The Haṭha Yoga Pradīpikā ( or Light on Hatha Yoga) is a classic fifteenth-century Sanskrit manual on haṭha yoga, written by Svātmārāma, who connects the teaching's lineage to Matsyendranath of the Nathas. It is among the most influential surviving texts on haṭha yoga, being one of the three classic texts alongside the Gheranda Samhita and the Shiva Samhita.

More recently, eight works of early hatha yoga that may have contributed to the Hatha Yoga Pradipika have been identified.

Title and composition

Different manuscripts offer different titles for the text, including Haṭhayogapradīpikā, Haṭhapradīpikā, Haṭhapradī, and Hath-Pradipika. It was composed by Svātmārāma in the 15th century as a compilation of the earlier haṭha yoga texts. Svātmārāma incorporates older Sanskrit concepts into his synthesis. He introduces his system as a preparatory stage for physical purification before higher meditation or Raja Yoga.

Summary

The Hatha Yoga Pradīpikā lists thirty-five earlier Haṭha Yoga masters (siddhas), including Ādi Nātha, Matsyendranāth and Gorakṣanāth.  The work consists of 389 shlokas (verses) in four chapters that describe topics including purification (Sanskrit: ṣaṭkarma),  posture (āsana), breath control (prāṇāyāma), spiritual centres in the body (chakra), kuṇḍalinī, energetic locks (bandha), energy (prāṇa), channels of the subtle body (nāḍī), and energetic seals (mudrā).
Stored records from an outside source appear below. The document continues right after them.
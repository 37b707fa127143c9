//! Build orchestration.
//!
//! ```text
//! Loaded → GraphBuilt → Resolved → Normalized → Formatted → Emitted
//! ```
//!
//! Each transition is gated by the previous stage succeeding for every
//! theme. Artifacts are written only after `Emitted`.

use std::collections::BTreeMap;
use std::fmt;
use std::path::PathBuf;

use log::{debug, info};

use crate::config::Config;
use crate::diagnostic::{Result, TokenError};
use crate::emit::{Artifacts, emit};
use crate::graph::TokenGraph;
use crate::resolve::resolve_theme;
use crate::source::{SourceSet, load};
use crate::token::{Theme, TokenDocument};

use super::output::write_artifacts;

/// Pipeline stage, in execution order.
#[derive(Debug, Clone, Copy, PartialEq, Eq, PartialOrd, Ord)]
pub enum Stage {
    /// Sources parsed into a token document.
    Loaded,
    /// Reference graphs built for every theme.
    GraphBuilt,
    /// Every path resolved to a terminal value.
    Resolved,
    /// Identifiers assigned and checked for collisions.
    Normalized,
    /// Values rendered per target.
    Formatted,
    /// Artifacts produced in memory.
    Emitted,
}

impl fmt::Display for Stage {
    fn fmt(&self, f: &mut fmt::Formatter<'_>) -> fmt::Result {
        let name = match self {
            Stage::Loaded => "loaded",
            Stage::GraphBuilt => "graph-built",
            Stage::Resolved => "resolved",
            Stage::Normalized => "normalized",
            Stage::Formatted => "formatted",
            Stage::Emitted => "emitted",
        };
        f.write_str(name)
    }
}

/// Result of a compile: artifacts plus counts.
#[derive(Debug, Clone, PartialEq)]
pub struct Compilation {
    /// In-memory artifacts.
    pub artifacts: Artifacts,
    /// Summary counts.
    pub report: BuildReport,
}

/// Summary of one run.
#[derive(Debug, Clone, Default, PartialEq, Eq)]
pub struct BuildReport {
    /// Resolved tokens per theme (overlays include base).
    pub tokens: BTreeMap<Theme, usize>,
    /// Declarations in the dark override block.
    pub dark_overrides: usize,
    /// Files written, in order.
    pub written: Vec<PathBuf>,
}

impl fmt::Display for BuildReport {
    fn fmt(&self, f: &mut fmt::Formatter<'_>) -> fmt::Result {
        let count = |theme: Theme| self.tokens.get(&theme).copied().unwrap_or(0);
        write!(
            f,
            "{} base, {} light, {} dark tokens; {} dark overrides",
            count(Theme::Base),
            count(Theme::Light),
            count(Theme::Dark),
            self.dark_overrides
        )?;
        if !self.written.is_empty() {
            let files: Vec<String> = self.written.iter().map(|p| p.display().to_string()).collect();
            write!(f, "; wrote {}", files.join(", "))?;
        }
        Ok(())
    }
}

/// The token compiler.
///
/// ```ignore
/// let config = Config::discover(Path::new("."))?;
/// let report = Pipeline::new(config).build()?;
/// println!("{report}");
/// ```
#[derive(Debug, Clone, Default)]
pub struct Pipeline {
    config: Config,
}

impl Pipeline {
    /// Create a pipeline for `config`.
    pub fn new(config: Config) -> Self {
        Self { config }
    }

    /// The configuration in use.
    pub fn config(&self) -> &Config {
        &self.config
    }

    /// Read the configured sources.
    pub fn read_sources(&self) -> Result<SourceSet> {
        SourceSet::read(&self.config.base, &self.config.light, &self.config.dark)
    }

    /// Read the sources and compile them in memory.
    pub fn compile(&self) -> Result<Artifacts> {
        let sources = self.read_sources()?;
        Ok(self.compile_sources(&sources)?.artifacts)
    }

    /// Compile an already loaded source set in memory.
    pub fn compile_sources(&self, sources: &SourceSet) -> Result<Compilation> {
        let doc = load(sources)?;
        advance(Stage::Loaded);

        let graphs = [
            TokenGraph::build(&doc, Theme::Base)?,
            TokenGraph::build(&doc, Theme::Light)?,
            TokenGraph::build(&doc, Theme::Dark)?,
        ];
        check_dark_defaults(&doc)?;
        advance(Stage::GraphBuilt);

        let [base, light, dark] = graphs.each_ref().map(|graph| resolve_theme(&doc, graph));
        let (base, light, dark) = (base?, light?, dark?);
        advance(Stage::Resolved);

        let ids = self.config.normalizer().normalize([
            (Theme::Base, base.paths()),
            (Theme::Light, light.paths()),
            (Theme::Dark, dark.paths()),
        ])?;
        advance(Stage::Normalized);

        let formatter = self.config.formatter();
        let light_values = formatter.format_theme(&light, &ids)?;
        let dark_values = formatter.format_theme(&dark, &ids)?;
        advance(Stage::Formatted);

        let artifacts = emit(&light_values, &dark_values, &self.config.emit_options());
        advance(Stage::Emitted);

        let report = BuildReport {
            tokens: [(Theme::Base, base.len()), (Theme::Light, light.len()), (Theme::Dark, dark.len())]
                .into_iter()
                .collect(),
            dark_overrides: artifacts.stylesheet.dark_overrides().len(),
            written: Vec::new(),
        };
        Ok(Compilation { artifacts, report })
    }

    /// Compile and write every configured artifact.
    ///
    /// Nothing is written unless the whole compile succeeded.
    pub fn build(&self) -> Result<BuildReport> {
        let sources = self.read_sources()?;
        let Compilation { artifacts, mut report } = self.compile_sources(&sources)?;

        let mut files = vec![
            (self.config.css.clone(), artifacts.css()),
            (self.config.native.clone(), artifacts.native_module()),
        ];
        if let Some(path) = &self.config.native_json {
            files.push((path.clone(), artifacts.native_json()));
        }

        report.written = write_artifacts(&files)?;
        info!("event=build {report}");
        Ok(report)
    }
}

fn advance(stage: Stage) {
    debug!("event=stage stage={stage}");
}

/// Every dark path needs a light default so both native tables share keys.
fn check_dark_defaults(doc: &TokenDocument) -> Result<()> {
    match doc.paths(Theme::Dark).find(|path| doc.get(Theme::Light, path).is_none()) {
        Some(path) => Err(TokenError::missing_light_default(path)),
        None => Ok(()),
    }
}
 Chapter 1 deals with setting the proper environment for yoga, the ethical duties of a yogi, and the asanas.
 Chapter 2 deals with pranayama and the satkarmas.
 Chapter 3 discusses the mudras and their benefits.
 Chapter 4 deals with meditation and samadhi as a journey of personal spiritual growth.

It runs in the line of Hindu yoga (as opposed to the Buddhist and Jain traditions) and is dedicated to The First Lord (Ādi Nātha), one of the names of Lord Śiva (the Hindu god of destruction and renewal). He is described in several Nāth texts as having imparted the secret of haṭha yoga to his divine consort Pārvatī.

Mechanisms 

The Hatha Yoga Pradipika presents two contradictory models of how Hatha Yoga may lead to immortality (moksha), both culled from other texts, without attempting to harmonise them. 
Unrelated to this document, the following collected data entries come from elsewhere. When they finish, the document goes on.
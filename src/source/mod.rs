//! Source documents and the loader.
//!
//! - [`SourceSet`] - the raw base/light/dark documents, read eagerly
//! - [`SourceNode`] - order-preserving JSON tree
//! - [`load`] - schema walk producing a [`TokenDocument`](crate::token::TokenDocument)

mod loader;
mod node;

use std::collections::BTreeMap;
use std::fs;
use std::path::{Path, PathBuf};

use crate::diagnostic::{Result, TokenError};
use crate::token::Theme;

pub use loader::load;
pub use node::SourceNode;

/// One parsed source document.
#[derive(Debug, Clone, PartialEq)]
pub struct SourceDocument {
    /// Where the document came from (`<inline>` for in-memory documents).
    pub origin: PathBuf,
    /// Parsed tree.
    pub root: SourceNode,
}

/// The primitives document plus one overlay document per theme.
///
/// All reads happen here, before graph construction; later stages never
/// touch the filesystem.
#[derive(Debug, Clone, Default, PartialEq)]
pub struct SourceSet {
    documents: BTreeMap<Theme, SourceDocument>,
}

impl SourceSet {
    /// Build a set from in-memory trees.
    pub fn from_nodes(base: SourceNode, light: SourceNode, dark: SourceNode) -> Self {
        let mut set = Self::default();
        for (theme, root) in [(Theme::Base, base), (Theme::Light, light), (Theme::Dark, dark)] {
            set.documents.insert(
                theme,
                SourceDocument {
                    origin: PathBuf::from("<inline>"),
                    root,
                },
            );
        }
        set
    }

    /// Build a set from JSON strings.
    pub fn from_json_strs(base: &str, light: &str, dark: &str) -> Result<Self> {
        let parse = |text: &str, theme: Theme| {
            SourceNode::from_json(text).map_err(|source| TokenError::Json {
                path: PathBuf::from(format!("<inline:{theme}>")),
                source,
            })
        };
        Ok(Self::from_nodes(
            parse(base, Theme::Base)?,
            parse(light, Theme::Light)?,
            parse(dark, Theme::Dark)?,
        ))
    }

    /// Read and parse the three documents from disk.
    pub fn read(base: &Path, light: &Path, dark: &Path) -> Result<Self> {
        let mut set = Self::default();
        for (theme, path) in [(Theme::Base, base), (Theme::Light, light), (Theme::Dark, dark)] {
            set.documents.insert(theme, read_document(path)?);
        }
        Ok(set)
    }

    /// The document for `theme`, if present.
    pub fn get(&self, theme: Theme) -> Option<&SourceDocument> {
        self.documents.get(&theme)
    }
}

fn read_document(path: &Path) -> Result<SourceDocument> {
    let text = fs::read_to_string(path).map_err(|e| TokenError::io(path, e))?;
    let root = SourceNode::from_json(&text).map_err(|source| TokenError::Json {
        path: path.to_path_buf(),
        source,
    })?;
    Ok(SourceDocument {
        origin: path.to_path_buf(),
        root,
    })
}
The earlier model involves the manipulation of Bindu; it drips continually from the moon centre in the head, falling to its destruction either in the digestive fire of the belly (the sun centre), or to be ejaculated as semen, with which it was identified. The loss of Bindu causes progressive weakening and ultimately death. In this model, Bindu is to be conserved, and the various mudras act to block its passage down the Sushumna nadi, the central channel of the subtle body.
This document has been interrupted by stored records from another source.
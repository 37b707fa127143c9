//! Build configuration.
//!
//! A [`Config`] is passed explicitly to the pipeline. It can be built in code
//! with [`ConfigBuilder`] or read from a `tokensmith.json` file:
//!
//! ```json
//! {
//!   "base": "tokens/base.json",
//!   "light": "tokens/light.json",
//!   "dark": "tokens/dark.json",
//!   "css": "dist/tokens.css",
//!   "native": "dist/tokens.ts",
//!   "dimension_base": 4,
//!   "dimension_unit": "px"
//! }
//! ```
//!
//! Every key is optional. Relative paths in a file are taken relative to the
//! file's directory.

use std::collections::BTreeMap;
use std::fs;
use std::path::{Path, PathBuf};

use serde::{Deserialize, Serialize};

use crate::codegen::{DEFAULT_DIMENSION_BASE, DEFAULT_DIMENSION_UNIT, TypeFormatter};
use crate::diagnostic::{DiagnosticOptions, Result, TokenError};
use crate::emit::{DEFAULT_DARK_SELECTOR, DEFAULT_HEADER, EmitOptions};
use crate::normalize::Normalizer;
use crate::token::is_valid_segment;

/// File name looked up by [`Config::discover`].
pub const CONFIG_FILE: &str = "tokensmith.json";

/// Configuration of one compiler run.
#[derive(Debug, Clone, PartialEq, Serialize, Deserialize)]
#[serde(default, deny_unknown_fields)]
pub struct Config {
    /// Primitives document.
    pub base: PathBuf,
    /// Light overlay document.
    pub light: PathBuf,
    /// Dark overlay document.
    pub dark: PathBuf,
    /// Stylesheet output.
    pub css: PathBuf,
    /// Native module output.
    pub native: PathBuf,
    /// Optional JSON rendering of the native tables.
    pub native_json: Option<PathBuf>,
    /// Physical units per dimension scale step.
    pub dimension_base: f64,
    /// Stylesheet dimension unit.
    pub dimension_unit: String,
    /// Selector of the dark override block.
    pub dark_selector: String,
    /// Prefix for every custom-property name.
    pub css_prefix: Option<String>,
    /// Top-level category renames for custom-property names.
    pub namespaces: BTreeMap<String, String>,
    /// Header comment written into both artifacts.
    pub header: String,
    /// Colour diagnostics.
    pub colored: bool,
}

impl Default for Config {
    fn default() -> Self {
        Self {
            base: PathBuf::from("tokens/base.json"),
            light: PathBuf::from("tokens/light.json"),
            dark: PathBuf::from("tokens/dark.json"),
            css: PathBuf::from("dist/tokens.css"),
            native: PathBuf::from("dist/tokens.ts"),
            native_json: None,
            dimension_base: DEFAULT_DIMENSION_BASE,
            dimension_unit: DEFAULT_DIMENSION_UNIT.to_string(),
            dark_selector: DEFAULT_DARK_SELECTOR.to_string(),
            css_prefix: None,
            namespaces: BTreeMap::new(),
            header: DEFAULT_HEADER.to_string(),
            colored: true,
        }
    }
}

impl Config {
    /// Read a configuration file.
    pub fn load(path: &Path) -> Result<Self> {
        let text = fs::read_to_string(path).map_err(|e| TokenError::io(path, e))?;
        let mut config: Config = serde_json::from_str(&text).map_err(|source| TokenError::Json {
            path: path.to_path_buf(),
            source,
        })?;

        if let Some(dir) = path.parent().filter(|d| !d.as_os_str().is_empty()) {
            config.rebase(dir);
        }
        config.validate()?;
        Ok(config)
    }

    /// Load `tokensmith.json` from `dir` if it exists, defaults otherwise.
    pub fn discover(dir: &Path) -> Result<Self> {
        let path = dir.join(CONFIG_FILE);
        if path.is_file() {
            return Self::load(&path);
        }
        let mut config = Self::default();
        config.rebase(dir);
        Ok(config)
    }

    /// Check value ranges.
    pub fn validate(&self) -> Result<()> {
        if !(self.dimension_base.is_finite() && self.dimension_base > 0.0) {
            return Err(TokenError::Config(format!(
                "dimension_base must be a positive number, got {}",
                self.dimension_base
            )));
        }
        if !self
            .dimension_unit
            .chars()
            .all(|c| c.is_ascii_alphabetic() || c == '%')
        {
            return Err(TokenError::Config(format!(
                "dimension_unit '{}' is not a CSS unit",
                self.dimension_unit
            )));
        }
        if self.dark_selector.trim().is_empty() {
            return Err(TokenError::Config("dark_selector must not be empty".into()));
        }
        if self.header.contains("*/") || self.header.contains('\n') {
            return Err(TokenError::Config("header must be a single line without '*/'".into()));
        }
        if let Some(prefix) = self.css_prefix.as_deref().filter(|p| !is_valid_segment(p)) {
            return Err(TokenError::Config(format!(
                "css_prefix '{prefix}' may only contain letters, digits, '-' and '_'"
            )));
        }
        for (category, renamed) in &self.namespaces {
            if !is_valid_segment(category) || !(renamed.is_empty() || is_valid_segment(renamed)) {
                return Err(TokenError::Config(format!(
                    "namespace '{category}' -> '{renamed}' may only contain letters, digits, '-' and '_'"
                )));
            }
        }

        let mut outputs = vec![&self.css, &self.native];
        outputs.extend(&self.native_json);
        for (i, path) in outputs.iter().enumerate() {
            if outputs[..i].contains(path) {
                return Err(TokenError::Config(format!(
                    "output path {} is used for more than one artifact",
                    path.display()
                )));
            }
        }
        Ok(())
    }

    fn rebase(&mut self, dir: &Path) {
        let join = |p: &mut PathBuf| {
            if p.is_relative() {
                *p = dir.join(&*p);
            }
        };
        join(&mut self.base);
        join(&mut self.light);
        join(&mut self.dark);
        join(&mut self.css);
        join(&mut self.native);
        if let Some(p) = self.native_json.as_mut() {
            join(p);
        }
    }

    /// Value formatter for this configuration.
    pub fn formatter(&self) -> TypeFormatter {
        TypeFormatter::new()
            .with_dimension_base(self.dimension_base)
            .with_dimension_unit(self.dimension_unit.clone())
    }

    /// Identifier normalizer for this configuration.
    pub fn normalizer(&self) -> Normalizer {
        Normalizer::new()
            .with_prefix(self.css_prefix.clone())
            .with_namespaces(self.namespaces.clone())
    }

    /// Emitter options for this configuration.
    pub fn emit_options(&self) -> EmitOptions {
        EmitOptions {
            header: self.header.clone(),
            dark_selector: self.dark_selector.clone(),
        }
    }

    /// Diagnostic options for this configuration.
    pub fn diagnostic_options(&self) -> DiagnosticOptions {
        DiagnosticOptions::default().with_colored(self.colored)
    }
}

/// Configuration builder for fluent API.
///
/// ```ignore
/// let config = ConfigBuilder::new()
///     .sources("design/tokens")
///     .css("web/src/tokens.css")
///     .native("mobile/src/tokens.ts")
///     .dimension_base(0.25)
///     .dimension_unit("rem")
///     .build()?;
/// ```
#[derive(Debug, Clone, Default)]
pub struct ConfigBuilder {
    config: Config,
}

impl ConfigBuilder {
    /// Create a builder with default values.
    pub fn new() -> Self {
        Self::default()
    }

    /// Read `base.json`, `light.json` and `dark.json` from `dir`.
    pub fn sources(mut self, dir: impl AsRef<Path>) -> Self {
        let dir = dir.as_ref();
        self.config.base = dir.join("base.json");
        self.config.light = dir.join("light.json");
        self.config.dark = dir.join("dark.json");
        self
    }

    /// Set the primitives document.
    pub fn base(mut self, path: impl Into<PathBuf>) -> Self {
        self.config.base = path.into();
        self
    }

    /// Set the light overlay document.
    pub fn light(mut self, path: impl Into<PathBuf>) -> Self {
        self.config.light = path.into();
        self
    }

    /// Set the dark overlay document.
    pub fn dark(mut self, path: impl Into<PathBuf>) -> Self {
        self.config.dark = path.into();
        self
    }

    /// Set the stylesheet output.
    pub fn css(mut self, path: impl Into<PathBuf>) -> Self {
        self.config.css = path.into();
        self
    }

    /// Set the native module output.
    pub fn native(mut self, path: impl Into<PathBuf>) -> Self {
        self.config.native = path.into();
        self
    }

    /// Also write the native tables as JSON.
    pub fn native_json(mut self, path: impl Into<PathBuf>) -> Self {
        self.config.native_json = Some(path.into());
        self
    }

    /// Set the physical units per dimension scale step.
    pub fn dimension_base(mut self, base: f64) -> Self {
        self.config.dimension_base = base;
        self
    }

    /// Set the stylesheet dimension unit.
    pub fn dimension_unit(mut self, unit: impl Into<String>) -> Self {
        self.config.dimension_unit = unit.into();
        self
    }

    /// Set the dark override selector.
    pub fn dark_selector(mut self, selector: impl Into<String>) -> Self {
        self.config.dark_selector = selector.into();
        self
    }

    /// Prefix every custom-property name.
    pub fn css_prefix(mut self, prefix: impl Into<String>) -> Self {
        self.config.css_prefix = Some(prefix.into());
        self
    }

    /// Rename a top-level category in custom-property names.
    pub fn namespace(mut self, category: impl Into<String>, renamed: impl Into<String>) -> Self {
        self.config.namespaces.insert(category.into(), renamed.into());
        self
    }

    /// Set the artifact header line.
    pub fn header(mut self, header: impl Into<String>) -> Self {
        self.config.header = header.into();
        self
    }

    /// Set whether diagnostics are coloured.
    pub fn colored(mut self, colored: bool) -> Self {
        self.config.colored = colored;
        self
    }

    /// Validate and build.
    pub fn build(self) -> Result<Config> {
        self.config.validate()?;
        Ok(self.config)
    }
}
The later model involves the stimulation of Kundalini, visualised as a small serpent coiled around the base of the Sushumna nadi. In this model, the mudras serve to unblock the channel, allowing Kundalini to rise. When Kundalini finally reaches the top at the Sahasrara chakra, the thousand-petalled lotus, the store of Amrita, the nectar of immortality stored in the head, is released. The Amrita then floods down through the body, rendering it immortal.

Modern research

The Hatha Yoga Pradipika is the hatha yoga text that has historically been studied within yoga teacher training programmes, alongside texts on classical yoga such as Patanjali's Yoga Sutras. In the twenty-first century, research on the history of yoga has led to a more developed understanding of hatha yoga's origins.

James Mallinson has studied the origins of hatha yoga in classic yoga texts such as the Khecarīvidyā. He has identified eight works of early hatha yoga that may have contributed to its official formation in the Hatha Yoga Pradipika. This has stimulated further research into understanding the formation of hatha yoga.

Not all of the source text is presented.